ザ・ファンクス
出典: フリー百科事典『ウィキペディア(Wikipedia)』
ザ・ファンクス(The FUNKS)は、プロレスのタッグチーム。通称・ファンクス。
兄ドリー・ファンク・ジュニアと弟テリー・ファンクによる兄弟チームで、日本では1970年代から1980年代にかけて日本プロレスおよび全日本プロレスで活躍した。
日本のプロレス界では、外人レスラーはヒール(悪役)というのが定番の図式だが、ファンクスは全日本プロレスに参戦していた1970年代中盤からベビーフェイス(善玉)的な役回りとなり、日本人レスラー側に立つことも多くなった。ザ・ファンクスと対抗するヒール役はザ・シークとアブドーラ・ザ・ブッチャーで、両者の対決は全日本プロレスの目玉カードになっていった。この対決が一躍大人気を得たのは1977年の世界オープンタッグ選手権の最終戦。ブッチャー組がフォークを持ち出してファンクスを血まみれにする猛攻、ブッチャーとシークが二人がかりでドリーを痛めつけているところにテリーが救出に入るシーンはファンの感動を呼び、日本プロレス史に残る名場面となった。
日本では若い女性を中心に大変な人気を得ており、二人を応援しようと女性ファンを中心とした親衛隊も結成され、全日本プロレスのリングサイドにはチアガールまで登場した。
1980年前後には「全日本のエースは馬場・鶴田でなくファンクス。新日本と全日本の差は猪木とファンクスの差」(スタン・ハンセン)といわれるほどの人気を博し、1981年に復活したインターナショナル・ヘビー級王座の新王者は馬場でも鶴田でもなくドリーであり、初防衛戦の相手は弟テリーであった。しかしこの頃からブルーザー・ブロディ、スタン・ハンセンの新世代に押されるようになり、1982年の世界最強タッグ決定リーグ戦では、最終戦でハンセン&ブロディのミラクルパワーコンビに一方的に叩きのめされてかろうじて反則勝ちを拾って優勝という屈辱的なシーンも見られた。この衰退の一因にテリーの膝の故障があり、それを理由にテリーは1983年の引退を宣言。1983年8月31日に行われたテリー引退試合はファンクス人気の集大成となった感動的な興行となった。1984年にハンセン、ブロディとの遺恨や膝の回復からテリーは現役復帰するが、テリー引退以前のような熱狂的なファンクス人気は戻ってこなかった。

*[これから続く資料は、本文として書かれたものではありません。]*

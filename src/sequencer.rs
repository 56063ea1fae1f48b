//! Power-sequencing state machine for the supervised router rail.
//!
//! Pure logic clocked by a 1 Hz [`PowerSequencer::tick`]: the board loop
//! samples the inputs, ticks the machine, applies [`PowerSequencer::rails`]
//! to the output pins and honors any returned [`Request`]. One-second
//! output pulses (shutdown notify, router power-cycle) occupy one tick of
//! their own, so state dwell times match a blocking implementation.

use crate::config::Settings;
#[cfg(feature = "defmt")]
use defmt::trace;

/// Supervisor phase.
#[derive(Debug, Clone, Copy, PartialEq, Eq, strum::Display)]
#[cfg_attr(feature = "defmt", derive(defmt::Format))]
#[strum(serialize_all = "SCREAMING_SNAKE_CASE")]
pub enum SystemState {
    /// Rails down, waiting for a wake condition.
    Standby,
    /// Rails up, router booting; supervision starts after the grace time.
    Starting,
    /// Supervising voltage and the external watchdog.
    Running,
    /// Shutdown notify sent, waiting out the grace time before rails drop.
    ShuttingDown,
    /// Router rail power-cycled after a watchdog timeout.
    Restarting,
}

/// Latched output levels, applied by the board loop after each tick.
#[derive(Debug, Clone, Copy, PartialEq, Eq, Default)]
#[cfg_attr(feature = "defmt", derive(defmt::Format))]
pub struct Rails {
    pub router_enable: bool,
    pub dc_enable: bool,
    pub shutdown_notify: bool,
}

/// Input sample for one tick.
#[derive(Debug, Clone, Copy, PartialEq, Eq)]
pub struct Inputs {
    /// ACC-style wake line level.
    pub wake: bool,
    /// Measured supply, millivolts.
    pub supply_mv: u32,
    /// Watchdog reset button level, active means held.
    pub button_held: bool,
}

/// Side requests a tick can raise for the board loop.
#[derive(Debug, Clone, Copy, PartialEq, Eq)]
#[cfg_attr(feature = "defmt", derive(defmt::Format))]
pub enum Request {
    /// Standby saw no wake condition for the configured time; the board
    /// should enter its deep-sleep mode.
    EnterSleep,
}

enum Pulse {
    Notify,
    RouterReset,
}

pub struct PowerSequencer {
    state: SystemState,
    rails: Rails,
    pulse: Option<Pulse>,
    wdt_count: u32,
    uvlo_count: u32,
    time_count: u32,
}

impl PowerSequencer {
    /// Starts in standby with all rails down.
    pub fn new() -> Self {
        Self {
            state: SystemState::Standby,
            rails: Rails::default(),
            pulse: None,
            wdt_count: 0,
            uvlo_count: 0,
            time_count: 0,
        }
    }

    pub fn state(&self) -> SystemState {
        self.state
    }

    pub fn rails(&self) -> Rails {
        self.rails
    }

    /// Zeroes the watchdog counter. Wired to the external watchdog input
    /// edge and to the reset-button release.
    pub fn service_watchdog(&mut self) {
        self.wdt_count = 0;
    }

    fn enter(&mut self, state: SystemState) {
        #[cfg(feature = "defmt")]
        trace!("sequencer: -> {}", state);
        self.state = state;

        match state {
            SystemState::Starting => {
                self.time_count = 0;
                self.rails.router_enable = true;
                self.rails.dc_enable = true;
            }
            SystemState::Running => {
                self.wdt_count = 0;
                self.uvlo_count = 0;
                self.time_count = 0;
            }
            SystemState::ShuttingDown => {
                self.rails.shutdown_notify = true;
                self.pulse = Some(Pulse::Notify);
                self.time_count = 0;
            }
            SystemState::Restarting => {
                self.rails.router_enable = false;
                self.pulse = Some(Pulse::RouterReset);
                self.time_count = 0;
            }
            SystemState::Standby => {
                self.time_count = 0;
                self.uvlo_count = 0;
            }
        }
    }

    /// Advances the machine by one second.
    ///
    /// A pending output pulse is finished first and consumes the whole
    /// tick; no counters move on a pulse tick.
    pub fn tick(&mut self, inputs: &Inputs, settings: &Settings) -> Option<Request> {
        if let Some(pulse) = self.pulse.take() {
            match pulse {
                Pulse::Notify => self.rails.shutdown_notify = false,
                Pulse::RouterReset => self.rails.router_enable = true,
            }
            return None;
        }

        match self.state {
            SystemState::Starting | SystemState::Restarting => {
                self.time_count += 1;
                if self.time_count >= settings.starting_s {
                    self.enter(SystemState::Running);
                }
            }
            SystemState::Running => {
                if !inputs.wake && inputs.supply_mv < settings.uvlo_mv {
                    self.uvlo_count += 1;
                    #[cfg(feature = "defmt")]
                    trace!("sequencer: uvlo count {}", self.uvlo_count);
                    if self.uvlo_count > settings.uvlo_timeout_s {
                        self.enter(SystemState::ShuttingDown);
                        return None;
                    }
                } else {
                    self.uvlo_count = 0;
                }

                self.wdt_count += 1;
                if inputs.button_held {
                    self.wdt_count = 0;
                }
                if self.wdt_count > settings.wdt_timeout_s {
                    self.enter(SystemState::Restarting);
                }
            }
            SystemState::ShuttingDown => {
                self.time_count += 1;
                if self.time_count > settings.shutdown_s {
                    self.rails.router_enable = false;
                    self.rails.dc_enable = false;
                    self.enter(SystemState::Standby);
                }
            }
            SystemState::Standby => {
                if inputs.wake || inputs.supply_mv >= settings.wakeup_mv {
                    self.time_count += 1;
                    self.uvlo_count = 0;
                    if self.time_count > settings.wakeup_s {
                        self.enter(SystemState::Starting);
                    }
                } else {
                    self.time_count = 0;
                    self.uvlo_count += 1;
                    if self.uvlo_count > settings.enter_sleep_s {
                        return Some(Request::EnterSleep);
                    }
                }
            }
        }

        None
    }
}

impl Default for PowerSequencer {
    fn default() -> Self {
        Self::new()
    }
}
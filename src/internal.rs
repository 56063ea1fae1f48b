use crate::error::Error;
use crate::platform::{FlashDriver, PAGE_SIZE, SLOT_COUNT, WORDS_PER_PAGE, slot_offset};
use crate::record::Record;
#[cfg(feature = "defmt")]
use defmt::trace;

/// Scans the reserved pages in ascending slot order and adopts the first
/// valid record. At most one slot is valid in steady state; after a crash
/// inside the commit window two can be, and ascending order makes the
/// lower index win deterministically.
pub(crate) fn scan<T: FlashDriver>(flash: &mut T, expected_version: u32) -> Option<(usize, Record)> {
    let mut page = [0u8; PAGE_SIZE];

    for slot in 0..SLOT_COUNT {
        if flash.read(slot_offset(slot), &mut page).is_err() {
            #[cfg(feature = "defmt")]
            trace!("scan: slot {} unreadable, skipping", slot);
            continue;
        }

        let Some(record) = Record::decode(&page) else {
            continue;
        };

        if record.is_valid(expected_version) {
            #[cfg(feature = "defmt")]
            trace!("scan: adopting slot {}", slot);
            #[cfg(feature = "debug-logs")]
            println!("scan: adopting slot {slot}");
            return Some((slot, record));
        }

        #[cfg(feature = "defmt")]
        trace!("scan: slot {} invalid, skipping", slot);
    }

    None
}

/// Commits the record to the slot after `active`, then reclaims the previous
/// slot. The whole sequence runs with interrupts masked and the flash
/// unlocked; the controller is re-locked on both success and failure paths.
///
/// A cold-start store has no active slot: the commit targets slot 0 and
/// there is nothing to reclaim.
pub(crate) fn commit<T: FlashDriver>(
    flash: &mut T,
    active: Option<usize>,
    record: &mut Record,
) -> Result<usize, Error> {
    let target = match active {
        Some(slot) => (slot + 1) % SLOT_COUNT,
        None => 0,
    };

    record.refresh_checksum();
    let words = record.to_words();

    #[cfg(feature = "debug-logs")]
    println!("commit: active {active:?} -> slot {target}");

    critical_section::with(|_| {
        flash.unlock().map_err(|_| Error::WriteFailure)?;
        let programmed = program_target(flash, target, &words, active);
        let locked = flash.lock().map_err(|_| Error::WriteFailure);
        programmed.and(locked)
    })?;

    Ok(target)
}

fn program_target<T: FlashDriver>(
    flash: &mut T,
    target: usize,
    words: &[u32; WORDS_PER_PAGE],
    previous: Option<usize>,
) -> Result<(), Error> {
    let base = slot_offset(target);

    // the target is only erased when something was ever programmed into it
    let mut page = [0u8; PAGE_SIZE];
    flash
        .read(base, &mut page)
        .map_err(|_| Error::WriteFailure)?;
    if page.iter().any(|&byte| byte != 0xFF) {
        #[cfg(feature = "defmt")]
        trace!("commit: erasing dirty target {}", target);
        flash.erase_page(base).map_err(|_| Error::WriteFailure)?;
    }

    for (index, &word) in words.iter().enumerate() {
        flash
            .program_word(base + (index * 4) as u32, word)
            .map_err(|_| Error::WriteFailure)?;
    }

    if let Some(previous) = previous {
        flash
            .erase_page(slot_offset(previous))
            .map_err(|_| Error::WriteFailure)?;
    }

    Ok(())
}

また、1980年代半ばにWWFにファンクスとして参戦し、ブリティッシュ・ブルドッグスらと抗争していた頃、テリーが怪我で欠場したのを受け、ドリーがジミー・ジャック・ファンクというレスラーを引き連れて新生ファンクスを組んだ事もある。なおジミーの正体は、当時ドリーが目をかけていたジェシー・バーである。
目次 |
[編集] 概要
- 入場テーマ曲は、日本のロックバンドクリエイション演奏の『スピニング・トーホールド』。
- 父のドリー・ファンク・シニア、門下生のディック・スレーターやスタン・ハンセン、テッド・デビアスらも含めてファンク一家と呼ぶ事もある。
- 合体攻撃として、ロープに振ってからのダブル・エルボーバットがあった。
[編集] 略歴
- 1970年8月、ファンクスとしては日本初登場(日本プロレス)。ジャイアント馬場・アントニオ猪木組のインターナショナル・タッグ王座に挑戦するも敗退。
- 1971年12月、馬場・猪木組を破りインターナショナル・タッグ王座を獲得。
- 1973年より全日本プロレスに参加。
- 1977年世界オープンタッグ選手権で優勝。
- 1979年と1982年の2度、世界最強タッグ決定リーグ戦で優勝。
- 1983年、テリーの引退でいったんチーム解散。
- 1984年、テリー現役復帰、チーム再結成。
- 2001年、新日本プロレス無我興行、東京ドーム興行でエキシビジョン参戦。
[編集] ライバル
- 日本プロレス時代はジャイアント馬場、アントニオ猪木のBI砲と名勝負を展開。
- 全日本に移籍してからは馬場・鶴田組、ブッチャー・シーク組、マスカラス兄弟らと名勝負を展開した。